# Owner Handler?



## lily cd re (Jul 23, 2012)

Look for posts from Mysticrealm. She is a groomer and also a spoo owner/handler in Canada (not that I think you are neighbors, but for CKC stuff), so she is a good person to check in with for you.


----------



## Amanda1472 (Aug 30, 2012)

lily cd re said:


> Look for posts from Mysticrealm. She is a groomer and also a spoo owner/handler in Canada (not that I think you are neighbors, but for CKC stuff), so she is a good person to check in with for you.


Thank you!


----------



## Skylar (Jul 29, 2016)

lily cd re said:


> Look for posts from Mysticrealm. She is a groomer and also a spoo owner/handler in Canada (not that I think you are neighbors, but for CKC stuff), so she is a good person to check in with for you.


I think Mysticrealm is also learning to show and do the show grooming on her dog with some help from I assume her mentor/breeder. She has talked about learning and improving her skill to do the spray up for the show. Etc. 

Yes everyone had to learn somewhere, and it’s exciting that you will now be learning and will become that professional groomer that others will sent their poodles too for show grooms.


----------



## MollyMuiMa (Oct 13, 2012)

Do make sure to get a copy of 'Poodle Clipping and Grooming: The International Reference' by Shirlee Kalstone. It is an older book but is called the 'Bible' of poodle grooming! you can get a copy on Amazon or Alibris very inexpensively!


----------



## peppersb (Jun 5, 2011)

Amanda1472 said:


> Hello, so I got my first show prospect puppy: http://www.poodleforum.com/3-poodle-pictures/253378-meet-moana.html#post3052562
> 
> I would really love to learn to do show grooms (I'm a pet groomer and have my own salon) and learn to handle her myself ( we are starting handling classes this week).
> 
> Would me doing it myself really be that bad?


You could do both -- try it yourself for some shows, and use a handler for others. 

Michelle Birchard is an experienced breeder and groomer, but she is not a professional handler. She showed Sting (my Sam's sire) and got a UKC championship and 7 points towards his AKC championship. A friend of hers showed him and got another 2 points. A professional handler got the remaining points for his championship, including 2 majors. Photos below are of Sting with Michelle, his owner-handler, and with Kaz Hosaka, his professional handler.

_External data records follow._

//! Storage layer for the punch shift clock.
//!
//! Provides persistence for users, shifts, and breaks using `rusqlite`,
//! plus the transactional clock operations (clock-in, pause, resume,
//! clock-out) that enforce the per-user invariants.
//!
//! # Thread Safety
//!
//! The [`Database`] type wraps a `rusqlite::Connection`, which is `Send` but not `Sync`.
//! A `Database` instance can be moved between threads but cannot be shared
//! across threads without external synchronization.
//!
//! Clock operations for one user race on "latest shift of status X", so
//! each mutation runs inside a single transaction: the guard query and
//! the write commit atomically, and two concurrent pauses cannot both
//! append an open break.
//!
//! # Schema
//!
//! ## Timestamp Format
//!
//! Timestamps are stored as TEXT in RFC 3339 UTC format with millisecond
//! precision (e.g., `2025-03-10T09:00:00.000Z`). This ensures:
//! - Lexicographic ordering matches chronological ordering
//! - Human-readable values in the database
//! - One fixed offset everywhere; localisation happens only at display
//!
//! ## Deletion
//!
//! Shifts and breaks are append-only audit data. The only deletion path
//! is removing a user, which cascades through `ON DELETE CASCADE`.

use std::path::Path;

use chrono::{DateTime, Datelike, SecondsFormat, TimeZone, Utc};
use rusqlite::{Connection, OptionalExtension, params, params_from_iter};
use thiserror::Error;
use uuid::Uuid;

use punch_core::shift::{Pause, Shift, TransitionError};
use punch_core::types::{PauseId, Role, ShiftId, ShiftStatus, UserId, ValidationError};
use punch_core::report::{ShiftRecord, WorkerShifts};

/// Database errors.
#[derive(Debug, Error)]
pub enum DbError {
    /// An error from the underlying database.
    #[error("sqlite error: {0}")]
    Sqlite(#[from] rusqlite::Error),
    /// A clock action was not permitted in the current state.
    #[error(transparent)]
    Transition(#[from] TransitionError),
    /// A stored identifier, status, or role failed validation.
    #[error("invalid stored value: {0}")]
    Validation(#[from] ValidationError),
    /// Failed to parse a stored timestamp.
    #[error("invalid timestamp for {id}: {timestamp}")]
    TimestampParse {
        id: String,
        timestamp: String,
        #[source]
        source: chrono::ParseError,
    },
    /// The referenced user does not exist.
    #[error("unknown user: {0}")]
    UnknownUser(String),
    /// Year/month do not form a valid calendar month.
    #[error("invalid month: {year}-{month}")]
    InvalidMonth { year: i32, month: u32 },
}

/// A registered user.
#[derive(Debug, Clone, PartialEq, Eq)]
pub struct UserRecord {
    pub id: UserId,
    pub name: String,
    pub role: Role,
}

/// Database connection wrapper.
///
/// See the [module documentation](self) for thread safety considerations.
pub struct Database {
    conn: Connection,
}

Showing yourself can be fun, but it can be hard to compete against the professional handlers.


----------



## Amanda1472 (Aug 30, 2012)

MollyMuiMa said:


> Do make sure to get a copy of 'Poodle Clipping and Grooming: The International Reference' by Shirlee Kalstone. It is an older book but is called the 'Bible' of poodle grooming! you can get a copy on Amazon or Alibris very inexpensively!

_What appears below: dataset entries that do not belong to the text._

//! Clock commands: in, pause, resume, out.

use std::io::Write;

use anyhow::{Context, Result};
use chrono::Utc;

use punch_core::report::format_duration;
use punch_core::{UserId, reconcile};
use punch_db::Database;

fn parse_user(user: &str) -> Result<UserId> {
    UserId::new(user).with_context(|| format!("invalid user ID: {user:?}"))
}

/// Clocks a user in.
pub fn clock_in<W: Write>(writer: &mut W, db: &mut Database, user: &str) -> Result<()> {
    let user = parse_user(user)?;
    let shift = db.clock_in(&user)?;
    tracing::info!(user = %user, shift = %shift.id, "shift started");
    writeln!(
        writer,
        "Shift started at {}.",
        shift.start_time.format("%Y-%m-%d %H:%M")
    )?;
    Ok(())
}

/// Starts a break.
pub fn pause<W: Write>(writer: &mut W, db: &mut Database, user: &str) -> Result<()> {
    let user = parse_user(user)?;
    let break_record = db.pause_shift(&user)?;
    tracing::info!(user = %user, pause = %break_record.id, "break started");
    writeln!(
        writer,
        "Break started at {}.",
        break_record.pause_time.format("%H:%M")
    )?;
    Ok(())
}

/// Ends a break.
pub fn resume<W: Write>(writer: &mut W, db: &mut Database, user: &str) -> Result<()> {
    let user = parse_user(user)?;
    let shift = db.resume_shift(&user)?;
    tracing::info!(user = %user, shift = %shift.id, "break ended");
    writeln!(writer, "Break over, back to work.")?;
    Ok(())
}

/// Clocks a user out and reports the shift's worked total.
pub fn clock_out<W: Write>(writer: &mut W, db: &mut Database, user: &str) -> Result<()> {
    let user = parse_user(user)?;
    let shift = db.clock_out(&user)?;
    tracing::info!(user = %user, shift = %shift.id, "shift ended");

    let records = db.shifts_for_user(&user)?;
    let worked = records
        .iter()
        .find(|r| r.shift.id == shift.id)
        .map_or(0, |r| reconcile(&r.shift, &r.pauses, Utc::now()).total_seconds());

    writeln!(
        writer,
        "Shift ended at {}. Worked {}.",
        shift
            .end_time
            .map_or_else(String::new, |t| t.format("%H:%M").to_string()),
        format_duration(worked)
    )?;
    Ok(())
}
//! Core domain logic for the punch shift clock.
//!
//! This crate contains the fundamental types and logic for:
//! - Shifts: the clock-in/pause/resume/clock-out state machine
//! - Reconciliation: computing actual worked time from a shift and its breaks
//! - Reporting: grouping reconciled totals by worker, day, and month

pub mod reconcile;
pub mod report;
pub mod shift;
pub mod types;

pub use reconcile::{Reconciliation, WorkedInterval, reconcile};
pub use report::{
    AuthorizationError, DayReport, MonthReport, ShiftRecord, ShiftSummary, WorkerReport,
    WorkerShifts, authorize_admin,
};
pub use shift::{Pause, Shift, TransitionError};
pub use types::{PauseId, Role, ShiftId, ShiftStatus, UserId, ValidationError};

Just ordered it. Found it cheaper then amazon (which I have prime) on thriftbooks


----------



## Amanda1472 (Aug 30, 2012)

peppersb said:


> You could do both -- try it yourself for some shows, and use a handler for others.
> 
> Michelle Birchard is an experienced breeder and groomer, but she is not a professional handler. She showed Sting (my Sam's sire) and got a UKC championship and 7 points towards his AKC championship. A friend of hers showed him and got another 2 points. A professional handler got the remaining points for his championship, including 2 majors. Photos below are of Sting with Michelle, his owner-handler, and with Kaz Hosaka, his professional handler.
> 
> Showing yourself can be fun, but it can be hard to compete against the professional handlers.

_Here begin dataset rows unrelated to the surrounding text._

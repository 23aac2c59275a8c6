//! Where the shift database lives.
//!
//! The only setting is `database_path`. It is resolved in layers, each
//! overriding the last: the platform data directory, then
//! `config.toml` in the platform config directory, then a file named
//! with `--config`, then the `PUNCH_DATABASE_PATH` environment
//! variable.

use std::path::{Path, PathBuf};

use figment::Figment;
use figment::providers::{Env, Format, Serialized, Toml};
use serde::{Deserialize, Serialize};

#[derive(Clone, Debug, Serialize, Deserialize)]
pub struct Config {
    pub database_path: PathBuf,
}

impl Default for Config {
    fn default() -> Self {
        Self {
            database_path: default_database_path(),
        }
    }
}

impl Config {
    /// Resolves the configuration, layering an explicit config file
    /// over the default locations when one is given.
    #[expect(
        clippy::result_large_err,
        reason = "figment::Error is large but only returned at startup"
    )]
    pub fn load_from(config_path: Option<&Path>) -> Result<Self, figment::Error> {
        let mut figment = Figment::from(Serialized::defaults(Self::default()));
        if let Some(config_dir) = dirs::config_dir() {
            figment = figment.merge(Toml::file(config_dir.join("punch").join("config.toml")));
        }
        if let Some(path) = config_path {
            figment = figment.merge(Toml::file(path));
        }
        figment.merge(Env::prefixed("PUNCH_")).extract()
    }
}

/// `<data dir>/punch/punch.db`, falling back to the working directory
/// when the platform has no data directory.
fn default_database_path() -> PathBuf {
    dirs::data_dir()
        .unwrap_or_else(|| PathBuf::from("."))
        .join("punch")
        .join("punch.db")
}

#[cfg(test)]
mod tests {
    use std::fs;

    use super::*;

    #[test]
    fn default_database_path_is_under_the_punch_data_dir() {
        let config = Config::default();
        let mut components = config.database_path.components().rev();
        assert_eq!(components.next().unwrap().as_os_str(), "punch.db");
        assert_eq!(components.next().unwrap().as_os_str(), "punch");
    }

    #[test]
    fn explicit_config_file_overrides_the_default_path() {
        let dir = tempfile::tempdir().unwrap();
        let config_file = dir.path().join("punch.toml");
        fs::write(&config_file, "database_path = \"/srv/clock/shifts.db\"\n").unwrap();

        let config = Config::load_from(Some(&config_file)).unwrap();
        assert_eq!(config.database_path, PathBuf::from("/srv/clock/shifts.db"));
    }

    #[test]
    fn missing_config_file_falls_back_to_defaults() {
        let dir = tempfile::tempdir().unwrap();
        let config = Config::load_from(Some(&dir.path().join("absent.toml"))).unwrap();
        assert_eq!(config.database_path, Config::default().database_path);
    }
}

Thank you. At first I thought i would just pay a handler to do it all, but I really would love to learn show grooming and handling and trying it myself. I did speak to a handler and she says she can teach me and of course I need to do handling classes which I start Wednesday. I will have to see how it goes I guess. Maybe I will do it like you said, I might handler some shows, and may get a professional for others etc.


----------



## West U (Jul 30, 2014)

My hat is off to you. Handling and grooming all at once, that is admirable. I don't show my poodle, but do have a Beagle in the show ring. She did extremely well during 2017. The breeder of my Beagle basically said, no excuses now, get out there and have fun. I look forward to your posts it certainly is a journey.


----------



## Mfmst (Jun 18, 2014)

If you are a groomer, I know you can do it with mentoring and a show strategy. Mysticrealm, also a groomer, was in your shoes two years ago, maybe less, and put a GCH on her dog all by herself.


----------



## Mysticrealm (Jan 31, 2016)

Hi. Yes I put a gch on my first show dog, and his sister was owner handled/groomed to her CH. One of my breeder's most recent litters has a lady that will be grooming and handling her dog. All of us were pet groomers for years before getting out dog (the last one I listed has done competition grooming in the last couple years but hasn't done show puppy trim before getting this dog)
Find mentors to work with. My breeder lives close by and is willing to help me out (though she's busy flying around the world judging so I don't get together with her too often), Also get to know handlers at shows. My breeder's handler has given me a ton of tips out at the shows, as well as other handlers. 
Take handling classes. I have a great mentor in one of my handling class instructors.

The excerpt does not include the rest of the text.